Information shown:
= = =

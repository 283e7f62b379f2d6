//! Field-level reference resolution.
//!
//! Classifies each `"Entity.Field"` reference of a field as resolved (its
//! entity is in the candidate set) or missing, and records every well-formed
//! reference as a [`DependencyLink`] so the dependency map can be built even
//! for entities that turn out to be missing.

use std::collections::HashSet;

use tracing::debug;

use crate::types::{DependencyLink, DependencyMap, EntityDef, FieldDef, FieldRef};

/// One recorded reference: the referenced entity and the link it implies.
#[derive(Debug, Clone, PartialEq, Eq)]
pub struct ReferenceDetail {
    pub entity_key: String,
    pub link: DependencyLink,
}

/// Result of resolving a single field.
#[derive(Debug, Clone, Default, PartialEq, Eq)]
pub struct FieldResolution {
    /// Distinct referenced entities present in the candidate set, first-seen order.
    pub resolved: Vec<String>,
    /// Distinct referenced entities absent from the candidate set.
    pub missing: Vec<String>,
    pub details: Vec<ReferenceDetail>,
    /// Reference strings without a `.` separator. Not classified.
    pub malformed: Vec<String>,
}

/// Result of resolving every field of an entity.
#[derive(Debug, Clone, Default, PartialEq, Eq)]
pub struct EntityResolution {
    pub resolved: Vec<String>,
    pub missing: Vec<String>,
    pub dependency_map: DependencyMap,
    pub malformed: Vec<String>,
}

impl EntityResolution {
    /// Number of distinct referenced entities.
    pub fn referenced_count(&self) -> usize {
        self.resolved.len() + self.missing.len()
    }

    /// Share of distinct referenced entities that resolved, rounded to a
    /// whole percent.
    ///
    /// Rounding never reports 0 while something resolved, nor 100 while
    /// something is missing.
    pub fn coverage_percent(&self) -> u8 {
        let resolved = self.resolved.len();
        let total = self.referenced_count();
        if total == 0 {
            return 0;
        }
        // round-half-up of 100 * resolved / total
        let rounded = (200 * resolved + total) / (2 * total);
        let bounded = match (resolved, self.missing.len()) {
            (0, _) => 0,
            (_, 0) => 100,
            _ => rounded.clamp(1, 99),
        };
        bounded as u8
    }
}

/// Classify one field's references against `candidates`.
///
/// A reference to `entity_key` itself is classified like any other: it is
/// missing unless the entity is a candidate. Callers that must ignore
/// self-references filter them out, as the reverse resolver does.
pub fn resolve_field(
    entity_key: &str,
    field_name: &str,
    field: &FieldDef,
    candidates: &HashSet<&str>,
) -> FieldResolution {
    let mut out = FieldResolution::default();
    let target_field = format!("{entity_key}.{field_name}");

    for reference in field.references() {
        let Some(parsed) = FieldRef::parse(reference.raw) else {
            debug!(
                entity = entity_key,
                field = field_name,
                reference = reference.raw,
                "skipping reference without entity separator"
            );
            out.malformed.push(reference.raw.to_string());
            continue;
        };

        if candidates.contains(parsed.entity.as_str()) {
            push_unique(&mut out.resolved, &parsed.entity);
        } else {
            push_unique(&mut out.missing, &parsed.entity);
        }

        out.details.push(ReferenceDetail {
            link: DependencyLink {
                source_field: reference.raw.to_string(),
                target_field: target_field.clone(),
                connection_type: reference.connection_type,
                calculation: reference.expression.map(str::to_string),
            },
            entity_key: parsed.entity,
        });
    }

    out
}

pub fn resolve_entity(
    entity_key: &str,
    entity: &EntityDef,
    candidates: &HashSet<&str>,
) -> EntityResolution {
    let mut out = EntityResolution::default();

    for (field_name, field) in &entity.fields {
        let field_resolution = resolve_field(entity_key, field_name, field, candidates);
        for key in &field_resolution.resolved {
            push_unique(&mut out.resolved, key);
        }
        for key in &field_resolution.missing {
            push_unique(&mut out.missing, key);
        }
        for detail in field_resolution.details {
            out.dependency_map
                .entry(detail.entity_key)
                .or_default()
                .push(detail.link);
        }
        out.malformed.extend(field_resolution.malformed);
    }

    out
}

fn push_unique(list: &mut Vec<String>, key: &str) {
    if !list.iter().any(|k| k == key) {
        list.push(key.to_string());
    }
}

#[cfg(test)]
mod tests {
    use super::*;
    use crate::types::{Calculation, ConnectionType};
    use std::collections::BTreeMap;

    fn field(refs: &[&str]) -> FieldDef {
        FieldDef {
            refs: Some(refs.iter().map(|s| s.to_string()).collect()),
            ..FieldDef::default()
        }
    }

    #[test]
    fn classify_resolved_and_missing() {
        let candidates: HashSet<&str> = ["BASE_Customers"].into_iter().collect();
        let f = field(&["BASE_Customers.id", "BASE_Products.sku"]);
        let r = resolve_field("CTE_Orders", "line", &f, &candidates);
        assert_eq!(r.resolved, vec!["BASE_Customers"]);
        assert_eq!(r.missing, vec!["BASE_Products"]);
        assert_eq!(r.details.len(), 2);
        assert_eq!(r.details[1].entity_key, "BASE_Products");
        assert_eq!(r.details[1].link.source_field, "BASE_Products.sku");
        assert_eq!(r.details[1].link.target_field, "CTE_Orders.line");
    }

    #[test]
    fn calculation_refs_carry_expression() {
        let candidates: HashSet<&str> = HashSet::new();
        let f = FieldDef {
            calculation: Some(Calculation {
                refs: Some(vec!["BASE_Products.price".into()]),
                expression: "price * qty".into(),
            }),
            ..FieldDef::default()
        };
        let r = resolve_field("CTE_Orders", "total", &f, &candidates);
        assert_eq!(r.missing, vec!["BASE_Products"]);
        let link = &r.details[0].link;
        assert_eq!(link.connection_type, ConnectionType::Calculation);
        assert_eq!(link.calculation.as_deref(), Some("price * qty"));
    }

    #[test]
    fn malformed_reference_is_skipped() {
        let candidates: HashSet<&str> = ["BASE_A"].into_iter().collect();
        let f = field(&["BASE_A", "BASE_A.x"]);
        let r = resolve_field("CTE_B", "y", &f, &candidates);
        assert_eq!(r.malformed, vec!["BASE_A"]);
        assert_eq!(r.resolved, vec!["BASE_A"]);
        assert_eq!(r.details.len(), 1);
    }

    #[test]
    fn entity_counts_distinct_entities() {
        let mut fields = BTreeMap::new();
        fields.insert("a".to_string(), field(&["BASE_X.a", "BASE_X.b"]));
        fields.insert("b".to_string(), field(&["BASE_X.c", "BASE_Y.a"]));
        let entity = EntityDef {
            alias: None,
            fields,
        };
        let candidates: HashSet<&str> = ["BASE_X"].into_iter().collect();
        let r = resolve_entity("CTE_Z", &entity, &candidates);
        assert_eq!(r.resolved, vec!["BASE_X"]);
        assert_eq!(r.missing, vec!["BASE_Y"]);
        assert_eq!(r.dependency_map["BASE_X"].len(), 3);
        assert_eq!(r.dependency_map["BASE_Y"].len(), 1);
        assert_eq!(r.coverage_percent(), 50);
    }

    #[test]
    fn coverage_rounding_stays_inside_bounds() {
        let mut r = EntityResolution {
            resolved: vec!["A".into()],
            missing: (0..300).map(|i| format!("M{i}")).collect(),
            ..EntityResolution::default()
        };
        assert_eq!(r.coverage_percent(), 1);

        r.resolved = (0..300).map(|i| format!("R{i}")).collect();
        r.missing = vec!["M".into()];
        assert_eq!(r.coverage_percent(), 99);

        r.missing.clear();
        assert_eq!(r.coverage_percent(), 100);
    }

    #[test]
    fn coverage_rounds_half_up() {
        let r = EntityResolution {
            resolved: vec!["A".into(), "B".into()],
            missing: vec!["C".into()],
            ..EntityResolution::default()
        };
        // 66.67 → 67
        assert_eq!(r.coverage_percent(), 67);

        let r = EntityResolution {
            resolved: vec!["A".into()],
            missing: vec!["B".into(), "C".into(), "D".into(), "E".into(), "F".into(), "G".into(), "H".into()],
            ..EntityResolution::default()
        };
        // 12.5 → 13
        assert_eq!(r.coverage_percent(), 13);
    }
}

= = =

Exercise:
For the string "list", find every line of the material that contains it, and copy each one.

Solution to the exercise:
fn push_unique(list: &mut Vec<String>, key: &str) {
    if !list.iter().any(|k| k == key) {
        list.push(key.to_string());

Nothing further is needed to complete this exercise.